Collected data:
__________
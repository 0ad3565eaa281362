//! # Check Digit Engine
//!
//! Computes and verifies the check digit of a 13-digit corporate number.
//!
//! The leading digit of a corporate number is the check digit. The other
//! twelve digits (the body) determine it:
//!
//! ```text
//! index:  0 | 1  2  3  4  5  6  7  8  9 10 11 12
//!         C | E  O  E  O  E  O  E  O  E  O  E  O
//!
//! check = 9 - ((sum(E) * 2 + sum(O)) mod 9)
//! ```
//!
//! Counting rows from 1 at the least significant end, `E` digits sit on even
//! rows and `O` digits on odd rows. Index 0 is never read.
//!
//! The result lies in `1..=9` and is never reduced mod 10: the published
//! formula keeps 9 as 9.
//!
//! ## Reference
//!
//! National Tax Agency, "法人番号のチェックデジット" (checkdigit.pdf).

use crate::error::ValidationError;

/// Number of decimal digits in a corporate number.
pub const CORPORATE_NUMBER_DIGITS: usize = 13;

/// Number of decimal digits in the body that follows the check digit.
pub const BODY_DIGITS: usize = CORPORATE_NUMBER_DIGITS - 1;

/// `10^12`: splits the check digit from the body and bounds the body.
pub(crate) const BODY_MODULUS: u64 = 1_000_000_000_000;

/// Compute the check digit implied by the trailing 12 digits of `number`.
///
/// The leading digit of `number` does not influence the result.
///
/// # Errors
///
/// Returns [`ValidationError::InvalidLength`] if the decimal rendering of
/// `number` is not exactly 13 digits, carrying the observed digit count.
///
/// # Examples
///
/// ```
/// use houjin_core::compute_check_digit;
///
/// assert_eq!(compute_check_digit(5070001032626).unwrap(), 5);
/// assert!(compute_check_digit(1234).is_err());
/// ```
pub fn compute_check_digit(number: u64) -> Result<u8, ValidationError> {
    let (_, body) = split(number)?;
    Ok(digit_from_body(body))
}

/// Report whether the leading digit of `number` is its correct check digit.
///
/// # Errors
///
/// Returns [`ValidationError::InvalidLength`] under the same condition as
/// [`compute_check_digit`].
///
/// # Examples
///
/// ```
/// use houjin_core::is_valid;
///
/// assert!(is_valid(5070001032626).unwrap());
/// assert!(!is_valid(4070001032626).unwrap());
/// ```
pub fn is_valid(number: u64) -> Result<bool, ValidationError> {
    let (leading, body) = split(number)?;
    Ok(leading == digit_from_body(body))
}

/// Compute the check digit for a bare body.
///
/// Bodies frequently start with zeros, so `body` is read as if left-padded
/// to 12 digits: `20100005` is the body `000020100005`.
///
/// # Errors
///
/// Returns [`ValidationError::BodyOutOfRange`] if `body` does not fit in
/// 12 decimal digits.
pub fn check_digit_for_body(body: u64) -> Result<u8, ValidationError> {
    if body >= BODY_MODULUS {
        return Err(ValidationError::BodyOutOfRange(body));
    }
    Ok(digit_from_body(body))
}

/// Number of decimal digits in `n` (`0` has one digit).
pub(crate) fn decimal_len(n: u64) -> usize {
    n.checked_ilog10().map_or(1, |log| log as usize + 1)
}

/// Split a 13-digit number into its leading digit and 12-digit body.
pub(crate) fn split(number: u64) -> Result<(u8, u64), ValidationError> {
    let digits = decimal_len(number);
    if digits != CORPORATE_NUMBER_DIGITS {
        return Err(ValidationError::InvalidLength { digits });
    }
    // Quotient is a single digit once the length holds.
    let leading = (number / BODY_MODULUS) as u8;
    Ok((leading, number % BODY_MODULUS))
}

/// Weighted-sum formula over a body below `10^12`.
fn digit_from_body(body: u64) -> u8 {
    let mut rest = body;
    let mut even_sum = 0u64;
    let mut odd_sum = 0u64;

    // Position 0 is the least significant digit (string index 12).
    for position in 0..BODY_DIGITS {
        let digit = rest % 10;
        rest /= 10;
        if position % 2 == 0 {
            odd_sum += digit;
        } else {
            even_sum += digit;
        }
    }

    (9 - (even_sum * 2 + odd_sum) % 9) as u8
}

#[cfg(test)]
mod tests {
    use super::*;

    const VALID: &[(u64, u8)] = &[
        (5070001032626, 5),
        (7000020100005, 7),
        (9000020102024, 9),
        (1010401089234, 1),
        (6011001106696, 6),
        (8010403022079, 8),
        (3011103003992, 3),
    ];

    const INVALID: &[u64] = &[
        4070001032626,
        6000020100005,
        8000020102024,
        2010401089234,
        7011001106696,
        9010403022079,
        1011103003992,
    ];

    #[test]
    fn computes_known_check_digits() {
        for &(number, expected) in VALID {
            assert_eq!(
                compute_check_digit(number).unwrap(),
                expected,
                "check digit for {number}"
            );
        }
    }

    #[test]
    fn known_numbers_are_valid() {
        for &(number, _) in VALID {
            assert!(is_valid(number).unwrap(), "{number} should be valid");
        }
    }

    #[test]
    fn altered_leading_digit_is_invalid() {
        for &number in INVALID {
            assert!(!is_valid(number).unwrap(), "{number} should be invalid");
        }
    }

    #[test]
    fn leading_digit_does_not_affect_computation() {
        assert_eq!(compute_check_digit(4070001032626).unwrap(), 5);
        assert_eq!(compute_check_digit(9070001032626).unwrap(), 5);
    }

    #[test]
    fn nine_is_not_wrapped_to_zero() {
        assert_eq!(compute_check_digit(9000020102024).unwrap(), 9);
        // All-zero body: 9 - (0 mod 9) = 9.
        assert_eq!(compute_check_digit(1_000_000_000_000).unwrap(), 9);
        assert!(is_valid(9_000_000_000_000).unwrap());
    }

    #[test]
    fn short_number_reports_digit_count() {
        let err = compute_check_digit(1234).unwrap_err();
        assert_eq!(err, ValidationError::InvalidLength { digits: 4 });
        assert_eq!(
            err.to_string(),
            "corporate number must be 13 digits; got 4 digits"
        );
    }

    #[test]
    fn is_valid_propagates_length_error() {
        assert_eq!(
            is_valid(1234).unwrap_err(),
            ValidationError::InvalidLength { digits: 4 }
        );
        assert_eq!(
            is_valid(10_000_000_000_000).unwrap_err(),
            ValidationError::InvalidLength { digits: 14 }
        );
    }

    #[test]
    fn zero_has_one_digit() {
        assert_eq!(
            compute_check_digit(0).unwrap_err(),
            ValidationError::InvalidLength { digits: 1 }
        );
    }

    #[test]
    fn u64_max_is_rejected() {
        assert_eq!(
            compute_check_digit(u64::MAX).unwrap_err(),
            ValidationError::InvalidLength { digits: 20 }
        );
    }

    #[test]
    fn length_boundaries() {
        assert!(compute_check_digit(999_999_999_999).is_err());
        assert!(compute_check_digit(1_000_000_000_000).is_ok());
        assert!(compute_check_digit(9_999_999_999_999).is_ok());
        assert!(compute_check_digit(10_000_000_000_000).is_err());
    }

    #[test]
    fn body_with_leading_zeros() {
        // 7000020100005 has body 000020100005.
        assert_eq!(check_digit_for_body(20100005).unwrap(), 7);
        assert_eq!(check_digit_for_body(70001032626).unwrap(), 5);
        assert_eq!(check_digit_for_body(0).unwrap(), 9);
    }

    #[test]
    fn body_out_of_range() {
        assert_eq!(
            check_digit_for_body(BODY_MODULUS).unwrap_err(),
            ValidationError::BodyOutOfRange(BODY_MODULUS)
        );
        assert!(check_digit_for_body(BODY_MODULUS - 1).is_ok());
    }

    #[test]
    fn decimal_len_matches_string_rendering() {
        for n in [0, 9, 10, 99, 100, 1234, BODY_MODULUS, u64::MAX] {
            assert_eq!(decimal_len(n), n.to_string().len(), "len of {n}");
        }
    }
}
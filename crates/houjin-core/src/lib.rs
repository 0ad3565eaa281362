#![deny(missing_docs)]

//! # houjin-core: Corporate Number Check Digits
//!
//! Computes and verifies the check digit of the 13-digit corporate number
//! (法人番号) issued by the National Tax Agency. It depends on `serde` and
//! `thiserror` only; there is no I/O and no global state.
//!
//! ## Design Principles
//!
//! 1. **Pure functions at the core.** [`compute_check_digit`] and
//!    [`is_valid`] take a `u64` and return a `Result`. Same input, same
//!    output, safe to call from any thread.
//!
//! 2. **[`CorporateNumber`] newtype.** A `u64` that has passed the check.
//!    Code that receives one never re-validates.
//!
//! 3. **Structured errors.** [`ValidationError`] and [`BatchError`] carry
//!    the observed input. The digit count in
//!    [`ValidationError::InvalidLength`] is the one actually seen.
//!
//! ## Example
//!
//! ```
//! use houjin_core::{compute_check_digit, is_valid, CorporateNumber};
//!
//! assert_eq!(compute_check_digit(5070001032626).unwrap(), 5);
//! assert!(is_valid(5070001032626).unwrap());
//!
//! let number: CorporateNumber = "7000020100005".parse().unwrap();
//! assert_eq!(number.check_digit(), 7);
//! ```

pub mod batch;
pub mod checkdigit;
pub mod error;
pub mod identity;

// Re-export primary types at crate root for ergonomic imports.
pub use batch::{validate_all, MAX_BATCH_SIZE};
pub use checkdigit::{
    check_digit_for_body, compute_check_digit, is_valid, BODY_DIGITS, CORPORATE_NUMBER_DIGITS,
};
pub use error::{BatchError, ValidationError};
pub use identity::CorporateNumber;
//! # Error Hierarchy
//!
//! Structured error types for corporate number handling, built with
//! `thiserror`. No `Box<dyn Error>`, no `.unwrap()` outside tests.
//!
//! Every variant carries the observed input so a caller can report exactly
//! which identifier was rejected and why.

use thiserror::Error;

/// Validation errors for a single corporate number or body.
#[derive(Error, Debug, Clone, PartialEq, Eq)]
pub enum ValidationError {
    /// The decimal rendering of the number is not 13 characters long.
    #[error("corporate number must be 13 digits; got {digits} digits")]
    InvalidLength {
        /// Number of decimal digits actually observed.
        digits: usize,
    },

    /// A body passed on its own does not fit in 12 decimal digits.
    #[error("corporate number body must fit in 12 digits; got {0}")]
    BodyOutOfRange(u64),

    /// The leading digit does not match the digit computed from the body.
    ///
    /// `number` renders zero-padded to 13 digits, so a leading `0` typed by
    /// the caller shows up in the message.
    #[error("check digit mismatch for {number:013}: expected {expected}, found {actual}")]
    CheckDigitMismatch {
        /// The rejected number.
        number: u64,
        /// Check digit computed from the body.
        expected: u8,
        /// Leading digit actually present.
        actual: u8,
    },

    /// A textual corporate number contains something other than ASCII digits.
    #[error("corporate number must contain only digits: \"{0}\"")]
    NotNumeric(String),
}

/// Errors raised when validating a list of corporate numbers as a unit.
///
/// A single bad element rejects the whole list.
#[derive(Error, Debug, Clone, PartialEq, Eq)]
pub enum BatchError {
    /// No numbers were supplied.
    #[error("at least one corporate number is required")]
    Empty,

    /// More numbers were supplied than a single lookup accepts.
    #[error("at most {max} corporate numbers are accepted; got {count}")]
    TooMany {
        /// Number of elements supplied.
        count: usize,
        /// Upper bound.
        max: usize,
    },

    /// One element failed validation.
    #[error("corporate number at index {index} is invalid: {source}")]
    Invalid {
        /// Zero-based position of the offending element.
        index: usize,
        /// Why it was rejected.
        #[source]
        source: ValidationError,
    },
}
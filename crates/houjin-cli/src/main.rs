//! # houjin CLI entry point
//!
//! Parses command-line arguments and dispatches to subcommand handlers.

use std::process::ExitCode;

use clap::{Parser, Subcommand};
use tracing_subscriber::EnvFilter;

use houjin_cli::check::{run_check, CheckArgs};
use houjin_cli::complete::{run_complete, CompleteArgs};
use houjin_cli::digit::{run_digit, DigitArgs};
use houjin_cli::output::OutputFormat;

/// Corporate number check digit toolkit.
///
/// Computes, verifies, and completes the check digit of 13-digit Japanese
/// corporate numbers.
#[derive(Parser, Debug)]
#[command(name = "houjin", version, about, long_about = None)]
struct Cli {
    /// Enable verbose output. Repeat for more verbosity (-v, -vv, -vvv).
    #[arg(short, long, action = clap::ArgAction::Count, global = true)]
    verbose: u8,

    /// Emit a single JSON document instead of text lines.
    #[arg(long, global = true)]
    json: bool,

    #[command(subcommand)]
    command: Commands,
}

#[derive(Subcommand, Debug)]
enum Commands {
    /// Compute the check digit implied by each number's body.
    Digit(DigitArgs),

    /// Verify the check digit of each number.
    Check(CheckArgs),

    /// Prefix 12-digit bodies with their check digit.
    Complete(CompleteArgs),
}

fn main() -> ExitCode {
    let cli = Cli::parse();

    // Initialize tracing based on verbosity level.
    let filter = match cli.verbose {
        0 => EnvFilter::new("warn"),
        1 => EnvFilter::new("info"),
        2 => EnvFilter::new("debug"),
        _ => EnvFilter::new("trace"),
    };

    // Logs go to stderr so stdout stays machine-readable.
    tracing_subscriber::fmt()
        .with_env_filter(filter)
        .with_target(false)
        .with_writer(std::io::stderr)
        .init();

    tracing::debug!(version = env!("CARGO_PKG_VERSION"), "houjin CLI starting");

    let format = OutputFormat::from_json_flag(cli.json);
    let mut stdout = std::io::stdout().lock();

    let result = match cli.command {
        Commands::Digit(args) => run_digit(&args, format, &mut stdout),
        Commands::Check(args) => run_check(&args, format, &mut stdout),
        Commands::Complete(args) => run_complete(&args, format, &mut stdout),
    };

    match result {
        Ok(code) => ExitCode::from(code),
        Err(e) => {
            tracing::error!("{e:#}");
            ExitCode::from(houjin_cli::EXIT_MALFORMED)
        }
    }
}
__________
§ **Task goal**: With the first line of the records as the start and the line holding "use crate::error::ValidationError;" as the end, please copy exactly those lines and no others.

§ **Answer space**:
repository 0ad3565eaa281362
//! # Check Digit Engine
//!
//! Computes and verifies the check digit of a 13-digit corporate number.
//!
//! The leading digit of a corporate number is the check digit. The other
//! twelve digits (the body) determine it:
//!
//! ```text
//! index:  0 | 1  2  3  4  5  6  7  8  9 10 11 12
//!         C | E  O  E  O  E  O  E  O  E  O  E  O
//!
//! check = 9 - ((sum(E) * 2 + sum(O)) mod 9)
//! ```
//!
//! Counting rows from 1 at the least significant end, `E` digits sit on even
//! rows and `O` digits on odd rows. Index 0 is never read.
//!
//! The result lies in `1..=9` and is never reduced mod 10: the published
//! formula keeps 9 as 9.
//!
//! ## Reference
//!
//! National Tax Agency, "法人番号のチェックデジット" (checkdigit.pdf).

use crate::error::ValidationError;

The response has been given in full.